[[ Records for this exercise, beginning ]]

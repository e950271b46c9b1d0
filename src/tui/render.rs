//! Main rendering logic for TUI.

use ratatui::Frame;
use ratatui::layout::{Constraint, Layout, Rect};
use ratatui::text::{Line, Span};
use ratatui::widgets::Paragraph;

use super::state::{AppState, InputMode, PopupState};
use super::style::Styles;
use super::widgets::{
    render_article_detail, render_articles, render_confirm, render_header, render_help,
    render_notice, render_placeholder, render_quit_confirm, render_sidebar,
};

const SIDEBAR_WIDTH: u16 = 32;

/// Main render function.
pub fn render(frame: &mut Frame, state: &mut AppState) {
    let area = frame.area();

    // Main layout: header, body, status line
    let chunks = Layout::vertical([
        Constraint::Length(1), // Header
        Constraint::Min(8),    // Sidebar + content
        Constraint::Length(1), // Status line
    ])
    .split(area);

    render_header(frame, chunks[0], state);

    let body = Layout::horizontal([Constraint::Length(SIDEBAR_WIDTH), Constraint::Min(40)])
        .split(chunks[1]);
    render_sidebar(frame, body[0], state);
    render_content(frame, body[1], state);

    render_status_line(frame, chunks[2], state);

    // Popups (rendered last to overlay everything)
    render_popup(frame, area, state);
}

/// Renders the open page.
fn render_content(frame: &mut Frame, area: Rect, state: &mut AppState) {
    if !state.is_articles_page() {
        render_placeholder(frame, area, state);
        return;
    }

    let chunks = Layout::vertical([Constraint::Length(1), Constraint::Min(5)]).split(area);
    frame.render_widget(
        Paragraph::new(Line::from(Span::styled(state.page.title, Styles::title()))),
        chunks[0],
    );
    render_articles(frame, chunks[1], state);
}

fn render_status_line(frame: &mut Frame, area: Rect, state: &AppState) {
    let line = match &state.status_message {
        Some(msg) => Line::from(Span::styled(msg.clone(), Styles::status_message())),
        None => {
            let hints: &[(&str, &str)] = match state.input_mode {
                InputMode::Search => &[("Enter", "keep"), ("Esc", "clear")],
                InputMode::Navigation => &[("j/k", "move"), ("Enter", "open"), ("Esc", "back")],
                InputMode::Normal => &[
                    ("Space", "select"),
                    ("B", "publish"),
                    ("/", "search"),
                    ("t/w", "sort"),
                    ("n", "menu"),
                    ("?", "help"),
                    ("q", "quit"),
                ],
            };
            let mut spans = Vec::new();
            for (key, label) in hints {
                spans.push(Span::styled(*key, Styles::help_key()));
                spans.push(Span::styled(format!(" {}  ", label), Styles::help()));
            }
            Line::from(spans)
        }
    };
    frame.render_widget(Paragraph::new(line), area);
}

fn render_popup(frame: &mut Frame, area: Rect, state: &mut AppState) {
    match &mut state.popup {
        PopupState::None => {}
        PopupState::Help { scroll } => render_help(frame, area, scroll),
        PopupState::QuitConfirm => render_quit_confirm(frame, area),
        PopupState::ArticleDetail { id } => {
            let id = *id;
            render_article_detail(
                frame,
                area,
                state.table.row(id),
                state.table.is_selected(id),
            );
        }
        PopupState::Confirm { prompt, .. } => render_confirm(frame, area, prompt),
        PopupState::Notice { notice, .. } => render_notice(frame, area, notice),
    }
}
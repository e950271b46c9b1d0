//! Persistent multi-select set keyed by row identity.

use std::collections::BTreeSet;

/// Selected row ids, independent of what is currently visible.
#[derive(Debug, Clone, Default, PartialEq, Eq)]
pub struct SelectionSet {
    ids: BTreeSet<u64>,
}

impl SelectionSet {
    pub fn new() -> Self {
        Self::default()
    }

    pub fn contains(&self, id: u64) -> bool {
        self.ids.contains(&id)
    }

    pub fn insert(&mut self, id: u64) -> bool {
        self.ids.insert(id)
    }

    pub fn remove(&mut self, id: u64) -> bool {
        self.ids.remove(&id)
    }

    /// Flips membership of `id`. Returns the new membership.
    pub fn toggle(&mut self, id: u64) -> bool {
        if self.ids.remove(&id) {
            false
        } else {
            self.ids.insert(id);
            true
        }
    }

    /// True when every id in `ids` is selected. An empty input is never "all selected".
    pub fn contains_all(&self, ids: &[u64]) -> bool {
        !ids.is_empty() && ids.iter().all(|id| self.ids.contains(id))
    }

    pub fn len(&self) -> usize {
        self.ids.len()
    }

    pub fn is_empty(&self) -> bool {
        self.ids.is_empty()
    }

    pub fn clear(&mut self) {
        self.ids.clear();
    }

    /// Keeps only ids for which `keep` returns true.
    pub fn retain(&mut self, mut keep: impl FnMut(u64) -> bool) {
        self.ids.retain(|&id| keep(id));
    }

    /// Selected ids in ascending order.
    pub fn iter(&self) -> impl Iterator<Item = u64> + '_ {
        self.ids.iter().copied()
    }
}

impl Extend<u64> for SelectionSet {
    fn extend<I: IntoIterator<Item = u64>>(&mut self, iter: I) {
        self.ids.extend(iter);
    }
}

#[cfg(test)]
mod tests {
    use super::*;

    #[test]
    fn toggle_flips_membership() {
        let mut set = SelectionSet::new();
        assert!(set.toggle(4));
        assert!(set.contains(4));
        assert!(!set.toggle(4));
        assert!(set.is_empty());
    }

    #[test]
    fn extend_is_a_union() {
        let mut set = SelectionSet::new();
        set.insert(2);
        set.extend([1, 2, 3]);
        assert_eq!(set.iter().collect::<Vec<_>>(), vec![1, 2, 3]);
    }

    #[test]
    fn contains_all_requires_non_empty_input() {
        let mut set = SelectionSet::new();
        set.insert(1);
        assert!(!set.contains_all(&[]));
        assert!(set.contains_all(&[1]));
        assert!(!set.contains_all(&[1, 2]));
    }
}
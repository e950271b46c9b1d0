//! seodesk - article dashboard view-model and terminal UI.
//!
//! The library is split into:
//! - [`table`] - generic row collection: filter, search, sort, paginate, select
//! - [`model`] - article rows and statuses on top of the table
//! - [`actions`] - simulated publish/archive flows and the dialog seam
//! - [`provider`] - where the rows come from
//! - [`router`] - page routing and the sidebar menu
//! - [`tui`] - interactive terminal dashboard

pub mod actions;
pub mod error;
pub mod fmt;
pub mod model;
pub mod provider;
pub mod router;
pub mod table;
pub mod tui;
pub mod util;
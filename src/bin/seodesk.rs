//! seodesk - article dashboard in the terminal.
//!
//! Usage:
//!   seodesk                          # interactive dashboard with sample rows
//!   seodesk --data articles.json     # dashboard over a JSON file (r reloads)
//!   seodesk list --tab Generated --sort words
//!   seodesk list --status published --json
//!   seodesk publish --ids 1,2        # confirm on the terminal

use std::fs::File;
use std::io::{self, BufRead, Write};
use std::path::PathBuf;
use std::sync::Mutex;
use std::time::Duration;

use clap::{Parser, Subcommand};
use tracing::{Level, info};
use tracing_subscriber::EnvFilter;

use seodesk::actions::{ActionOutcome, Dialog, Notice, Prompt, RowAction, run_action};
use seodesk::error::TableError;
use seodesk::fmt::{format_thousands, plural_suffix, truncate};
use seodesk::model::{ArticleStatus, ArticleTable, StatusFilter};
use seodesk::provider::{ArticleProvider, JsonFileProvider, LoadError, MockProvider};
use seodesk::table::{CategoryFilter, DEFAULT_PAGE_SIZE, DEFAULT_PAGE_SIZES, TableConfig};
use seodesk::tui::App;

/// Tick rate of the dashboard event loop.
const TICK_RATE: Duration = Duration::from_millis(100);

/// SEO article dashboard.
#[derive(Parser)]
#[command(name = "seodesk", about = "SEO article dashboard", version)]
struct Args {
    /// JSON file with article rows. Built-in sample rows are used when omitted.
    #[arg(long, global = true, value_name = "PATH", env = "SEODESK_DATA")]
    data: Option<PathBuf>,

    /// Entries per page; must be one of --page-sizes.
    #[arg(long, global = true, default_value_t = DEFAULT_PAGE_SIZE, env = "SEODESK_PAGE_SIZE")]
    page_size: usize,

    /// Allowed entries-per-page values, comma separated.
    #[arg(
        long,
        global = true,
        value_delimiter = ',',
        default_values_t = DEFAULT_PAGE_SIZES,
        env = "SEODESK_PAGE_SIZES"
    )]
    page_sizes: Vec<usize>,

    /// Simulated loading delay of the dashboard in milliseconds.
    #[arg(long, default_value_t = 500, env = "SEODESK_LOADING_MS")]
    loading_ms: u64,

    /// Write logs to this file while the dashboard runs.
    /// Without it the dashboard does not log.
    #[arg(long, value_name = "PATH", env = "SEODESK_LOG_FILE")]
    log_file: Option<PathBuf>,

    /// Increase logging verbosity (-v for debug, -vv for trace).
    #[arg(short, long, global = true, action = clap::ArgAction::Count)]
    verbose: u8,

    /// Quiet mode - only show errors.
    #[arg(short, long, global = true)]
    quiet: bool,

    #[command(subcommand)]
    command: Option<Command>,
}

#[derive(Subcommand)]
enum Command {
    /// Interactive dashboard (default).
    Tui,
    /// Print one page of the table.
    List(ListArgs),
    /// Publish articles after confirmation.
    Publish(PublishArgs),
}

#[derive(clap::Args)]
struct ListArgs {
    /// Status tab label, e.g. "Generated Articles" or "Published".
    #[arg(long, value_name = "LABEL", env = "SEODESK_TAB", conflicts_with = "status")]
    tab: Option<String>,

    /// Status to show: generated, published, scheduled or archived.
    #[arg(long, env = "SEODESK_STATUS")]
    status: Option<ArticleStatus>,

    /// Case-insensitive search in title and keyword.
    #[arg(long, default_value = "", env = "SEODESK_SEARCH")]
    search: String,

    /// Sort field (traffic or words). Repeat to toggle the direction.
    #[arg(long, value_name = "FIELD")]
    sort: Vec<String>,

    /// Page number; out of range pages are clamped.
    #[arg(long, default_value_t = 1, env = "SEODESK_PAGE")]
    page: usize,

    /// Print the page snapshot as JSON.
    #[arg(long)]
    json: bool,
}

#[derive(clap::Args)]
struct PublishArgs {
    /// Article ids, comma separated.
    #[arg(long = "ids", alias = "id", value_delimiter = ',', env = "SEODESK_IDS")]
    ids: Vec<u64>,

    /// Do not ask for confirmation.
    #[arg(short, long, env = "SEODESK_YES")]
    yes: bool,
}

/// Errors that end the process.
#[derive(Debug)]
enum CliError {
    Table(TableError),
    Load(LoadError),
    Io(io::Error),
    Json(serde_json::Error),
}

impl std::fmt::Display for CliError {
    fn fmt(&self, f: &mut std::fmt::Formatter<'_>) -> std::fmt::Result {
        match self {
            CliError::Table(e) => write!(f, "{}", e),
            CliError::Load(e) => write!(f, "{}", e),
            CliError::Io(e) => write!(f, "I/O error: {}", e),
            CliError::Json(e) => write!(f, "JSON error: {}", e),
        }
    }
}

impl std::error::Error for CliError {}

impl From<TableError> for CliError {
    fn from(e: TableError) -> Self {
        CliError::Table(e)
    }
}

impl From<LoadError> for CliError {
    fn from(e: LoadError) -> Self {
        CliError::Load(e)
    }
}

impl From<io::Error> for CliError {
    fn from(e: io::Error) -> Self {
        CliError::Io(e)
    }
}

impl From<serde_json::Error> for CliError {
    fn from(e: serde_json::Error) -> Self {
        CliError::Json(e)
    }
}

/// Initialize logging with tracing.
/// Default level is INFO. The dashboard logs only to `log_file`; the other
/// commands log to stderr.
fn init_logging(verbose: u8, quiet: bool, interactive: bool, log_file: Option<&PathBuf>) {
    let level = if quiet {
        Level::ERROR
    } else {
        match verbose {
            0 => Level::INFO,
            1 => Level::DEBUG,
            _ => Level::TRACE,
        }
    };

    let filter = EnvFilter::try_from_default_env()
        .unwrap_or_else(|_| EnvFilter::new(format!("seodesk={}", level)));

    if !interactive {
        tracing_subscriber::fmt()
            .with_env_filter(filter)
            .with_target(false)
            .with_writer(io::stderr)
            .init();
        return;
    }

    let Some(path) = log_file else {
        return;
    };
    match File::create(path) {
        Ok(file) => tracing_subscriber::fmt()
            .with_env_filter(filter)
            .with_target(false)
            .with_ansi(false)
            .with_writer(Mutex::new(file))
            .init(),
        Err(e) => eprintln!("Warning: cannot open log file '{}': {}", path.display(), e),
    }
}

/// Prompts on stdin/stdout.
struct TerminalDialog {
    assume_yes: bool,
}

impl Dialog for TerminalDialog {
    fn confirm(&mut self, prompt: &Prompt) -> bool {
        println!("{}", prompt.title);
        println!("{}", prompt.text);
        if self.assume_yes {
            return true;
        }
        print!("{} / {} [y/N]: ", prompt.confirm_label, prompt.cancel_label);
        if io::stdout().flush().is_err() {
            return false;
        }
        let mut answer = String::new();
        if io::stdin().lock().read_line(&mut answer).is_err() {
            return false;
        }
        matches!(answer.trim().to_ascii_lowercase().as_str(), "y" | "yes")
    }

    fn notify(&mut self, notice: &Notice) {
        println!("{}: {}", notice.title, notice.text);
    }
}

fn build_provider(data: Option<PathBuf>) -> Box<dyn ArticleProvider> {
    match data {
        Some(path) => Box::new(JsonFileProvider::new(path)),
        None => Box::new(MockProvider::new()),
    }
}

fn load_table(
    provider: &dyn ArticleProvider,
    page_sizes: Vec<usize>,
    page_size: usize,
) -> Result<ArticleTable, CliError> {
    let config = TableConfig::new(page_sizes, page_size)?;
    let rows = provider.load()?;
    info!(source = %provider.describe(), rows = rows.len(), "articles loaded");
    Ok(ArticleTable::new(rows, config)?)
}

fn run_list(table: &mut ArticleTable, args: ListArgs) -> Result<(), CliError> {
    let filter = match (args.tab.as_deref(), args.status) {
        (Some(label), _) => StatusFilter::from_tab_label(label),
        (None, Some(status)) => CategoryFilter::Only(status),
        (None, None) => CategoryFilter::All,
    };
    table.set_category(filter);
    table.set_search(args.search);
    for name in &args.sort {
        table.set_sort_by_name(name)?;
    }
    table.jump_to_page(args.page);

    if args.json {
        println!("{}", serde_json::to_string_pretty(&table.snapshot())?);
        return Ok(());
    }

    let stdout = io::stdout();
    let mut out = stdout.lock();
    writeln!(
        out,
        "{:>4} {:<50} {:<36} {:>7} {:<14} {:<10}",
        "ID", "ARTICLE TITLE", "KEYWORD [TRAFFIC]", "WORDS", "CREATED ON", "STATUS"
    )?;
    for row in table.visible_rows() {
        let keyword = format!("{} [{}]", row.keyword, format_thousands(row.traffic));
        writeln!(
            out,
            "{:>4} {:<50} {:<36} {:>7} {:<14} {:<10}",
            row.id,
            truncate(&row.title, 50),
            truncate(&keyword, 36),
            format_thousands(row.words),
            row.created_on,
            row.status.name()
        )?;
    }
    let total = table.total();
    writeln!(
        out,
        "Total {} Article Title{} | Show {} entries per page | {}/{}",
        total,
        plural_suffix(total),
        table.page_size(),
        table.current_page(),
        table.page_count()
    )?;
    Ok(())
}

fn run_publish(table: &mut ArticleTable, args: PublishArgs) -> Result<(), CliError> {
    let action = match args.ids.as_slice() {
        [id] => {
            table.toggle_row_selected(*id)?;
            RowAction::publish(*id)
        }
        ids => {
            for &id in ids {
                if !table.is_selected(id) {
                    table.toggle_row_selected(id)?;
                }
            }
            RowAction::bulk_publish()
        }
    };

    let mut dialog = TerminalDialog {
        assume_yes: args.yes,
    };
    match run_action(table, action, &mut dialog)? {
        ActionOutcome::NothingToDo => {}
        ActionOutcome::Cancelled => println!("Cancelled"),
        ActionOutcome::Completed { affected } => {
            println!(
                "{} article{} queued for publishing",
                affected,
                plural_suffix(affected)
            );
        }
    }
    Ok(())
}

fn run(args: Args) -> Result<(), CliError> {
    let provider = build_provider(args.data);
    let mut table = load_table(provider.as_ref(), args.page_sizes, args.page_size)?;

    match args.command.unwrap_or(Command::Tui) {
        Command::Tui => {
            let app = App::new(provider, table, Duration::from_millis(args.loading_ms));
            app.run(TICK_RATE)?;
        }
        Command::List(list) => run_list(&mut table, list)?,
        Command::Publish(publish) => run_publish(&mut table, publish)?,
    }
    Ok(())
}

fn main() {
    let args = Args::parse();
    let interactive = matches!(args.command, None | Some(Command::Tui));
    init_logging(args.verbose, args.quiet, interactive, args.log_file.as_ref());

    if let Err(e) = run(args) {
        eprintln!("Error: {}", e);
        std::process::exit(1);
    }
}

[[ Records for this exercise, end ]]

Prompt: Your answer should be the lines above, from the line containing "title and keyword." up to and including the line containing "pages are clamped.", reproduced exactly and with nothing else.

Task output:
    /// Case-insensitive search in title and keyword.
    #[arg(long, default_value = "", env = "SEODESK_SEARCH")]
    search: String,

    /// Sort field (traffic or words). Repeat to toggle the direction.
    #[arg(long, value_name = "FIELD")]
    sort: Vec<String>,

    /// Page number; out of range pages are clamped.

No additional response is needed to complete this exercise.